(Replying to PARENT post)
For example, he lists ZocDoc's CAC as in the range $1k to $10k.
If it's $1k then their LTV/CAC = 4.8 (wow good!)
If it's $10k then their LTV/CAC = 0.48 (wow horrid!)
The author chose $3k, seemingly arbitrarily.
There's nothing wrong with arbitrary assumptions in general, but in this case a lot more scrutiny is needed before we judge if its a unicorn or donkey.
(Replying to PARENT post)
The problem too many of these so called unicorns have is that there's not much in the way of real fundamentals supporting their lofty valuations. The valuation is largely based on hype. A lot of these companies valued at $1billion + may realistically only have a value of a few million based on their fundamentals.

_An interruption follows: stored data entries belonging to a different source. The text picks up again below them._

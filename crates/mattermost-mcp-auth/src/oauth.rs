//! OAuth bearer token provider (resource-server side).

use crate::context::AuthContext;
use crate::error::{AuthError, AuthResult};
use crate::provider::AuthenticationProvider;
use async_trait::async_trait;
use mattermost_mcp_core::{ClientFactory, MattermostClient};
use std::sync::atomic::{AtomicBool, Ordering};
use std::sync::Arc;
use tracing::warn;

/// Accepts the bearer token presented by the caller and forwards it to
/// Mattermost.
///
/// Tokens are not introspected or signature-checked here. Mattermost rejects
/// bad tokens on the first upstream call, which surfaces as a tool error.
pub struct OAuthAuthProvider {
    factory: Arc<dyn ClientFactory>,
    warned: AtomicBool,
}

impl OAuthAuthProvider {
    pub fn new(factory: Arc<dyn ClientFactory>) -> Self {
        Self {
            factory,
            warned: AtomicBool::new(false),
        }
    }

    fn bearer<'a>(&self, ctx: &'a AuthContext) -> AuthResult<&'a str> {
        match ctx {
            AuthContext::Bearer(token) if !token.trim().is_empty() => Ok(token.trim()),
            AuthContext::Bearer(_) => Err(AuthError::MissingCredentials(
                "bearer token is empty".to_string(),
            )),
            other => Err(AuthError::UnsupportedContext {
                provider: "oauth",
                context: other.kind(),
            }),
        }
    }
}

#[async_trait]
impl AuthenticationProvider for OAuthAuthProvider {
    fn name(&self) -> &'static str {
        "oauth"
    }

    async fn validate_auth(&self, ctx: &AuthContext) -> AuthResult<()> {
        self.bearer(ctx)?;
        if !self.warned.swap(true, Ordering::Relaxed) {
            warn!("Bearer tokens are accepted without introspection; Mattermost validates them on first use");
        }
        Ok(())
    }

    async fn authenticated_client(&self, ctx: &AuthContext) -> AuthResult<Arc<dyn MattermostClient>> {
        let token = self.bearer(ctx)?;
        Ok(self.factory.client_for_token(token))
    }
}

#[cfg(test)]
mod tests {
    use super::*;
    use mattermost_mcp_test_utils::{fixtures, MockClientFactory, MockMattermostClient};

    fn provider(factory: MockClientFactory) -> OAuthAuthProvider {
        OAuthAuthProvider::new(Arc::new(factory))
    }

    #[tokio::test]
    async fn test_validate_checks_presence_only() {
        let mock = MockMattermostClient::new();
        let factory = MockClientFactory::new().with_client("tok", mock.clone());
        let provider = provider(factory.clone());

        provider
            .validate_auth(&AuthContext::Bearer("tok".to_string()))
            .await
            .unwrap();
        assert!(mock.calls().is_empty());
        assert!(factory.requested_tokens().is_empty());
    }

    #[tokio::test]
    async fn test_empty_bearer_is_missing() {
        let provider = provider(MockClientFactory::new());
        let err = provider
            .validate_auth(&AuthContext::Bearer(" ".to_string()))
            .await
            .unwrap_err();
        assert!(matches!(err, AuthError::MissingCredentials(_)));
    }

    #[tokio::test]
    async fn test_other_contexts_are_refused() {
        let provider = provider(MockClientFactory::new());
        let err = provider
            .authenticated_client(&AuthContext::Pat("pat".to_string()))
            .await
            .err()
            .unwrap();
        assert!(matches!(
            err,
            AuthError::UnsupportedContext {
                provider: "oauth",
                ..
            }
        ));
    }

    #[tokio::test]
    async fn test_client_uses_presented_token() {
        let mock = MockMattermostClient::new().with_me(fixtures::user("u9", "oauth-user"));
        let factory = MockClientFactory::new().with_client("tok", mock);
        let provider = provider(factory.clone());

        let client = provider
            .authenticated_client(&AuthContext::Bearer("tok".to_string()))
            .await
            .unwrap();
        assert_eq!(client.get_me().await.unwrap().id, "u9");
        assert_eq!(factory.requested_tokens(), vec!["tok"]);
    }
}
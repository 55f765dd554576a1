//! Error types for the transport servers.

use mattermost_mcp_auth::AuthError;
use thiserror::Error;
use tokio_util::codec::LinesCodecError;

/// Errors raised while starting or running a transport server.
#[derive(Debug, Error)]
pub enum ServerError {
    /// The configured token was rejected before serving began.
    #[error("startup token validation failed: {0}")]
    StartupValidation(#[source] AuthError),

    /// An embedded connection was refused.
    #[error("connection refused: {0}")]
    Auth(#[from] AuthError),

    #[error("failed to bind {addr}: {source}")]
    Bind {
        addr: String,
        #[source]
        source: std::io::Error,
    },

    #[error("I/O error: {0}")]
    Io(#[from] std::io::Error),

    #[error("framing error: {0}")]
    Framing(#[from] LinesCodecError),

    #[error("JSON error: {0}")]
    Json(#[from] serde_json::Error),
}

/// Result type for server operations.
pub type ServerResult<T> = Result<T, ServerError>;

#[cfg(test)]
mod tests {
    use super::*;

    #[test]
    fn test_startup_validation_message() {
        let err = ServerError::StartupValidation(AuthError::InvalidToken("expired".to_string()));
        assert_eq!(
            err.to_string(),
            "startup token validation failed: invalid or expired token: expired"
        );
    }

    #[test]
    fn test_refusal_message() {
        let err: ServerError = AuthError::IdentityMismatch {
            expected: "u1".to_string(),
            actual: "u2".to_string(),
        }
        .into();
        assert!(err.to_string().starts_with("connection refused: user mismatch"));
    }
}
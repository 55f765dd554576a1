//! Authentication providers for mattermost-mcp.
//!
//! A provider turns an [`AuthContext`] into an authenticated Mattermost
//! client. There is one provider per credential kind:
//!
//! - [`TokenAuthProvider`]: a fixed personal access token (stdio)
//! - [`OAuthAuthProvider`]: an OAuth bearer token presented per request (HTTP)
//! - [`SessionAuthProvider`]: a host session id resolved to a token (embedded)
//!
//! Only the session provider implements [`UserIdentityProvider`].

mod context;
mod error;
mod oauth;
mod provider;
mod session;
mod token;

pub use context::{AuthContext, TokenResolver};
pub use error::{AuthError, AuthResult};
pub use oauth::OAuthAuthProvider;
pub use provider::{AuthenticationProvider, UserIdentityProvider};
pub use session::SessionAuthProvider;
pub use token::TokenAuthProvider;
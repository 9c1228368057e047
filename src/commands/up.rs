// ABOUTME: Up command implementation.
// ABOUTME: Connects the backends, runs the orchestrator and reports the outcome.

use super::connection::{connect_to_cluster, connect_to_docker};
use kube_compose::config::Config;
use kube_compose::deploy::fs::OsFilesystem;
use kube_compose::deploy::{Backends, Orchestrator, RunOptions};
use kube_compose::error::Result;
use kube_compose::output::Output;
use std::sync::Arc;
use tokio_util::sync::CancellationToken;

/// Deploy the selected services and wait for them to converge.
pub async fn up(config: Config, detach: bool, output: &Output) -> Result<()> {
    let environment_id = config.environment_id()?.to_string();
    output.info(&format!(
        "Deploying {} service(s) as environment {}",
        config.services.len(),
        environment_id
    ));

    let docker = connect_to_docker(output).await?;
    let cluster = connect_to_cluster(&config, output).await?;

    let cancel = CancellationToken::new();
    let on_interrupt = cancel.clone();
    tokio::spawn(async move {
        if tokio::signal::ctrl_c().await.is_ok() {
            tracing::info!("interrupted, cancelling");
            on_interrupt.cancel();
        }
    });

    let reporter = Arc::new(Output::new(output.mode()));
    let orchestrator = Orchestrator::new(
        &config,
        Backends {
            docker: Arc::new(docker),
            cluster: Arc::new(cluster),
            fs: Arc::new(OsFilesystem),
            reporter,
        },
        RunOptions { detach },
        cancel,
    )?;

    let result = orchestrator.run().await;
    for warning in orchestrator.warnings() {
        output.warning(&warning.to_string());
    }

    match result {
        Ok(summary) => {
            output.success(&format!(
                "{} service(s) converged",
                summary.statuses.len()
            ));
            Ok(())
        }
        Err(e) => {
            if let Some(failure) = e.container_failure() {
                tracing::debug!(
                    pod = %failure.pod,
                    container = %failure.container,
                    exit_code = failure.exit_code,
                    "container failure"
                );
            }
            Err(e.into())
        }
    }
}
// ABOUTME: Filesystem abstraction for reading bind-mount host trees.
// ABOUTME: The OS implementation never follows symlinks on its own.

use std::io;
use std::path::{Path, PathBuf};

/// What a path is, without following a final symlink.
#[derive(Debug, Clone, Copy, PartialEq, Eq)]
pub enum EntryKind {
    File { mode: u32 },
    Dir { mode: u32 },
    Symlink,
    /// Sockets, FIFOs and devices.
    Other,
}

pub trait Filesystem: Send + Sync {
    fn entry_kind(&self, path: &Path) -> io::Result<EntryKind>;

    /// Children of a directory, sorted by name.
    fn read_dir(&self, path: &Path) -> io::Result<Vec<PathBuf>>;

    fn read_file(&self, path: &Path) -> io::Result<Vec<u8>>;

    fn read_link(&self, path: &Path) -> io::Result<PathBuf>;
}

/// The real filesystem.
#[derive(Debug, Clone, Copy, Default)]
pub struct OsFilesystem;

#[cfg(unix)]
fn mode_of(metadata: &std::fs::Metadata) -> u32 {
    use std::os::unix::fs::PermissionsExt;
    metadata.permissions().mode() & 0o7777
}

#[cfg(not(unix))]
fn mode_of(metadata: &std::fs::Metadata) -> u32 {
    if metadata.is_dir() { 0o755 } else { 0o644 }
}

impl Filesystem for OsFilesystem {
    fn entry_kind(&self, path: &Path) -> io::Result<EntryKind> {
        let metadata = std::fs::symlink_metadata(path)?;
        let file_type = metadata.file_type();
        Ok(if file_type.is_symlink() {
            EntryKind::Symlink
        } else if file_type.is_dir() {
            EntryKind::Dir {
                mode: mode_of(&metadata),
            }
        } else if file_type.is_file() {
            EntryKind::File {
                mode: mode_of(&metadata),
            }
        } else {
            EntryKind::Other
        })
    }

    fn read_dir(&self, path: &Path) -> io::Result<Vec<PathBuf>> {
        let mut children = std::fs::read_dir(path)?
            .map(|entry| entry.map(|e| e.path()))
            .collect::<io::Result<Vec<_>>>()?;
        children.sort();
        Ok(children)
    }

    fn read_file(&self, path: &Path) -> io::Result<Vec<u8>> {
        std::fs::read(path)
    }

    fn read_link(&self, path: &Path) -> io::Result<PathBuf> {
        std::fs::read_link(path)
    }
}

In once sense that doesn't matter. If you're an early investor in such a unicorn you only need to convince some sucker to buy your shares while the hype is still hot. However, one needs to be a total fool to not understand that in such a game the music always stops playing at some point and someone is left holding a bag full of worthless $#&!.
The early players in this game have long since cashed out and are on a nice beach somewhere. The challenge for today's 'unicorns' is that they're starting to venture into nightmarish territory for businesses... i.e. massively overvalued without the fundamentals to stop a free fall. The number of recent tech IPOs where shares have plunged 50+% shortly after floating (or were forced into a recent big down round) are a strong sign that the market's tolerance for hype-based valuation is disappearing quickly. For those companies in that boat it's quickly going to become a game of put up or shut up. The solid business will survive but the rest will implode or be sold for pennies on the dollar in a fire sale down the line.
(Replying to PARENT post)
(Replying to PARENT post)
So basically I think it's more valuable to use this as a tool to check if you think a startup can realistically optimize towards the >3 or if that is futile (see how they can influence LTV and CAC respectively) instead of trying to "rank" startups by plugging in LTV/CAC if you're not sure about them.
Interesting read either way.
(Replying to PARENT post)
There is probably a closer, more precise number, but 3 is a decent number to use; if you're looking for businesses that generate a lot of revenue from customers, without spending a lot to acquire them or serve them; it works out.
Otherwise, great article and I will definitely be keeping this in mind in my own project. When I did the math it came out to 8.4, so I've got more wiggle room in the CAC than I thought.
(Replying to PARENT post)
Wouldn't this imply that a company with a lower ratio that is not very capital intensive would have a higher "corrected ratio" than a company which is much more capital intensive (or even simply has a higher cost of capital)?
(Replying to PARENT post)
(Replying to PARENT post)
I mean, say I show up on a farm looking for work and you tell me there is a cart of manure to haul somewhere, and then conditionally tell me that either A) I'll have a donkey to do the job, or B) I'll have a unicorn. Option B sounds more like I'm doing the job by my lonesome.
(Replying to PARENT post)
(Replying to PARENT post)
(Replying to PARENT post)
in their example, 52% margin and a $400 CAC:
LTV/CAC = 0.25 years x $2160/year x 52% / $400 = 0.70x
(Replying to PARENT post)
A lot of the estimates are really bad and completely ignore sensitivities due to assumptions, especially with CAC in the denominator which can have a massive effect when the range of ratios offered in the article is 0 < r < 3.
The difference between a LTV / CAC ratio of 2 and 3 is 50%. If CAC is assumed to be $3000 when the ratio is 2, then it only needs to drop by 33% to $2000 to get the ratio up to 3.
The author appears to consistently guess at CAC and then completely ignore the fact that a slight shift in the right direction would quickly put a company back in unicorn territory.